━━━ Supplied material
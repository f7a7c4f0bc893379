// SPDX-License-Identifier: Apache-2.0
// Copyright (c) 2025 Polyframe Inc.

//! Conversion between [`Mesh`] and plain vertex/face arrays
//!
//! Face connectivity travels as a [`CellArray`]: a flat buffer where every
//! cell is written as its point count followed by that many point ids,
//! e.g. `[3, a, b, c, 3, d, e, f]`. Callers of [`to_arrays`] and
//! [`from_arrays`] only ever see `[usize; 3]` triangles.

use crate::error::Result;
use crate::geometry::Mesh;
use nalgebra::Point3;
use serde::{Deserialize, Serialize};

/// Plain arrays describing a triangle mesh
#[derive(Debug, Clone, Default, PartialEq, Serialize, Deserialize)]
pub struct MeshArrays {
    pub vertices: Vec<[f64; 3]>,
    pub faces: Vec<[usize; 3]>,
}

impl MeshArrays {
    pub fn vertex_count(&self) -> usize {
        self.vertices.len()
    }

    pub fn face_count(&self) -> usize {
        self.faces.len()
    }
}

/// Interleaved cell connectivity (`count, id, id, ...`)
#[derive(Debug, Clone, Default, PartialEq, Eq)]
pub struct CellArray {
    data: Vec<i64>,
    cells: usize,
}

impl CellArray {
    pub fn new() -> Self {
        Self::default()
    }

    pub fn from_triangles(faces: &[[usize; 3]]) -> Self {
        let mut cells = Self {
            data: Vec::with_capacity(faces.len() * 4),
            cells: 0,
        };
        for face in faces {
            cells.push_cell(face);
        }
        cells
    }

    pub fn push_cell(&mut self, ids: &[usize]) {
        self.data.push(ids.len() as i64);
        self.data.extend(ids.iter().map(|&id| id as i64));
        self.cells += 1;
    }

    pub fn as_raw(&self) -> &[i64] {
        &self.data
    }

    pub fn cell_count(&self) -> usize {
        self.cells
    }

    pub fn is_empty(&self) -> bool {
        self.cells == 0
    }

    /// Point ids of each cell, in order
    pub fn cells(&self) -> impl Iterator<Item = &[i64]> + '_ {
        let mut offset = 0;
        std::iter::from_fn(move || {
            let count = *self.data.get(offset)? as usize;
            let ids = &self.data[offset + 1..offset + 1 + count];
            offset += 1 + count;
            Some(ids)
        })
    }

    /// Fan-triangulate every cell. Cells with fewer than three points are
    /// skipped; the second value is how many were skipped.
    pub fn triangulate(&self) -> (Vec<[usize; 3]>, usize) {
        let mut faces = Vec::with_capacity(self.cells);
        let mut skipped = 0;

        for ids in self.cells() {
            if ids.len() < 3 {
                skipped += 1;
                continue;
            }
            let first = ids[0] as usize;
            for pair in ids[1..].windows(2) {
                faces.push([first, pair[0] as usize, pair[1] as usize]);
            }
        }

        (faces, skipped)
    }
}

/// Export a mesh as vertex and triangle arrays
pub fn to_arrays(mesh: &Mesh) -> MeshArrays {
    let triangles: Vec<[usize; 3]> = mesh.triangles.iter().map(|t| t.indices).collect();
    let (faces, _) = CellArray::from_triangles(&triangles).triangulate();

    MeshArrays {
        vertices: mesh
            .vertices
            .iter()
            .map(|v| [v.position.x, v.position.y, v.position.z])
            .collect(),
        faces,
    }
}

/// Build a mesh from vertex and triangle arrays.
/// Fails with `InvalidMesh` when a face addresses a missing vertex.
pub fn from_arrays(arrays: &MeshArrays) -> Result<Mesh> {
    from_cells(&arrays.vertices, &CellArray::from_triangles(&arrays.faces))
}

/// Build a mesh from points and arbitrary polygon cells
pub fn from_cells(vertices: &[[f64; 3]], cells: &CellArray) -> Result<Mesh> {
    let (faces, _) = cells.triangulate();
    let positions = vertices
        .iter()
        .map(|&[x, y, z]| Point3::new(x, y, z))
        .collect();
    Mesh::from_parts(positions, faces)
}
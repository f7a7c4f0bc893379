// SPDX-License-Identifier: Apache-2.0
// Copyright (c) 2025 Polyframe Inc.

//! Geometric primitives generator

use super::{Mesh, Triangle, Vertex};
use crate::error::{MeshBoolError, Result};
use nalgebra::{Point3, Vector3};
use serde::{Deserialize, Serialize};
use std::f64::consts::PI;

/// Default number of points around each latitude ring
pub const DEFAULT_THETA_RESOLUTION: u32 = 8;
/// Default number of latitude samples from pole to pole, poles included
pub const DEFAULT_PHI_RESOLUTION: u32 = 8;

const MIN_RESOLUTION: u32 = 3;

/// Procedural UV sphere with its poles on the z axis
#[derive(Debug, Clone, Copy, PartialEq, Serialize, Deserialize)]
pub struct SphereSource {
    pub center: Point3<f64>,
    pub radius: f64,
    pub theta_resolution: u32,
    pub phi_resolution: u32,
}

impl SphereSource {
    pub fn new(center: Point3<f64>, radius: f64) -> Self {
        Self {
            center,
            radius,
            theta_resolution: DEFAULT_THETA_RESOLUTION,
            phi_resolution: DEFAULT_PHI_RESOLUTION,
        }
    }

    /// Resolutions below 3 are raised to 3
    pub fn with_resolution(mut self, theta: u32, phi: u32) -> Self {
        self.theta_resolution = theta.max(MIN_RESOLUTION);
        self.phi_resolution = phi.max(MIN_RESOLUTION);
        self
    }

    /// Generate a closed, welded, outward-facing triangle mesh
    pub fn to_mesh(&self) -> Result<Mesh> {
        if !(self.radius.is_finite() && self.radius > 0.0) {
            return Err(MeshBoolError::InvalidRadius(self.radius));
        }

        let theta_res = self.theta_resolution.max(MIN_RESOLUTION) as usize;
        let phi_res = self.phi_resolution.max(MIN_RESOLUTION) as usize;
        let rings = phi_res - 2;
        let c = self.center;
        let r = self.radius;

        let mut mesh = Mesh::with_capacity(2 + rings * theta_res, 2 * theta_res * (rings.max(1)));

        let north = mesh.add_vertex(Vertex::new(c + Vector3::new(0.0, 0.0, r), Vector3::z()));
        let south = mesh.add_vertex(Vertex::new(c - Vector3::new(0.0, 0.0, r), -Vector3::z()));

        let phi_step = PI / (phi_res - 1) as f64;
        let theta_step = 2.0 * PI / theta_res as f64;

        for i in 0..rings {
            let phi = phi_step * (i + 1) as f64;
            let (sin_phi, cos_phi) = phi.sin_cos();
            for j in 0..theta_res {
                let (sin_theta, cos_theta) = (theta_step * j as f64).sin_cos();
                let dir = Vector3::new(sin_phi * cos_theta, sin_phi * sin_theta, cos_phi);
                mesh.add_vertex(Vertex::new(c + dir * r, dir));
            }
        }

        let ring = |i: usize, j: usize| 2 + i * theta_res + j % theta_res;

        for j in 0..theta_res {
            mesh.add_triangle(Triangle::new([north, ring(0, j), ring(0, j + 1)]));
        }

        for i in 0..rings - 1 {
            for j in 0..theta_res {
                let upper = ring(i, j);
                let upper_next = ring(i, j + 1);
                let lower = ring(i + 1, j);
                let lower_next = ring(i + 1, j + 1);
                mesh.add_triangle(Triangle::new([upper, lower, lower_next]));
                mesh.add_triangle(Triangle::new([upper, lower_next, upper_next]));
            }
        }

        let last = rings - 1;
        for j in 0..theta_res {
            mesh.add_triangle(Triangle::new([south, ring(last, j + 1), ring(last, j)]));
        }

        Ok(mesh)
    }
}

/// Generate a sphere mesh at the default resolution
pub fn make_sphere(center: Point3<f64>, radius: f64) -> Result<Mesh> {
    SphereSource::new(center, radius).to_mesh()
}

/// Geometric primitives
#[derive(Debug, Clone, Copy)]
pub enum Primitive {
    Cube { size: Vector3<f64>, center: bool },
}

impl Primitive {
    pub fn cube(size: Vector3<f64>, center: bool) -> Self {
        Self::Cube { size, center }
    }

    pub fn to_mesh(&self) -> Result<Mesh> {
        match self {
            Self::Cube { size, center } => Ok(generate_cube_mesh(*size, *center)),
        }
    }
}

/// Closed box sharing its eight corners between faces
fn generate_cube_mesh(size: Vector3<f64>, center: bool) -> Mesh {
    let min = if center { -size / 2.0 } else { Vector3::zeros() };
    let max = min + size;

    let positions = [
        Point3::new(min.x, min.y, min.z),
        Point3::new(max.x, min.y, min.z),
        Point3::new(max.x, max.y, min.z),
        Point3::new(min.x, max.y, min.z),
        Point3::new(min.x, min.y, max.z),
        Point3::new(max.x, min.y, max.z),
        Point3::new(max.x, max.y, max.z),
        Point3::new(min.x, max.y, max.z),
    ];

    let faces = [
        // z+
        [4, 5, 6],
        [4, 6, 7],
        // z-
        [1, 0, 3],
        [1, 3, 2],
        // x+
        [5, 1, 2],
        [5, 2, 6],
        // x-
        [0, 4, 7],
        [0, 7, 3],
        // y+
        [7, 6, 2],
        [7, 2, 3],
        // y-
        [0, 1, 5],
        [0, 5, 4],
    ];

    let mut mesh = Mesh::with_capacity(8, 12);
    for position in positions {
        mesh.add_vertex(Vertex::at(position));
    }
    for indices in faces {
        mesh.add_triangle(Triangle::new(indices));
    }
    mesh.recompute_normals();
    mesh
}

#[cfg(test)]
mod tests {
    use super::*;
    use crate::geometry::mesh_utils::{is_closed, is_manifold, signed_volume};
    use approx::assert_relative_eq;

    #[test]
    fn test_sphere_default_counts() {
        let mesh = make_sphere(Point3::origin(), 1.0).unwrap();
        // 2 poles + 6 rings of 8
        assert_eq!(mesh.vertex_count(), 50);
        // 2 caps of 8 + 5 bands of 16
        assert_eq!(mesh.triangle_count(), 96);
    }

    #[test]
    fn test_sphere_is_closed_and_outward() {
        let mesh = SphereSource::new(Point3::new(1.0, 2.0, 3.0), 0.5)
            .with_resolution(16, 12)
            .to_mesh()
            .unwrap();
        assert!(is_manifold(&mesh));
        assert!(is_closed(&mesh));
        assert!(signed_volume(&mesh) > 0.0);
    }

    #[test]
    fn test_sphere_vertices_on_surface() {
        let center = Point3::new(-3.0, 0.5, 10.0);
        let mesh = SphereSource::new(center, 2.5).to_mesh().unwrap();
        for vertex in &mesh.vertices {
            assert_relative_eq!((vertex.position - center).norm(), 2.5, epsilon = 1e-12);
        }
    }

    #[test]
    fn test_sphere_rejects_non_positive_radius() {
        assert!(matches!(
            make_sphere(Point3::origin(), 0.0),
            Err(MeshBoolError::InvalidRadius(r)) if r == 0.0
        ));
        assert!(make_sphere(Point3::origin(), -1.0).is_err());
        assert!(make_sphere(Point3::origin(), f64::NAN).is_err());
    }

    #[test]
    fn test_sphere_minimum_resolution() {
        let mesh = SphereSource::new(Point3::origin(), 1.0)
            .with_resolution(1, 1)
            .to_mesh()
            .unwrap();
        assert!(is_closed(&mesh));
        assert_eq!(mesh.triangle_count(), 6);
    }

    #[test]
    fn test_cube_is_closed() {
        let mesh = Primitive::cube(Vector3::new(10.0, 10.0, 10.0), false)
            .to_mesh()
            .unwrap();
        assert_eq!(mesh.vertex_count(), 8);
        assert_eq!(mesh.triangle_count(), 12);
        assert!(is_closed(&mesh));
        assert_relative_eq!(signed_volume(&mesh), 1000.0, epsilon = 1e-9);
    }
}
━━━━━━
For the data above, count every line in which the string "indices" appears, and answer with the count only.

Exercise response: 3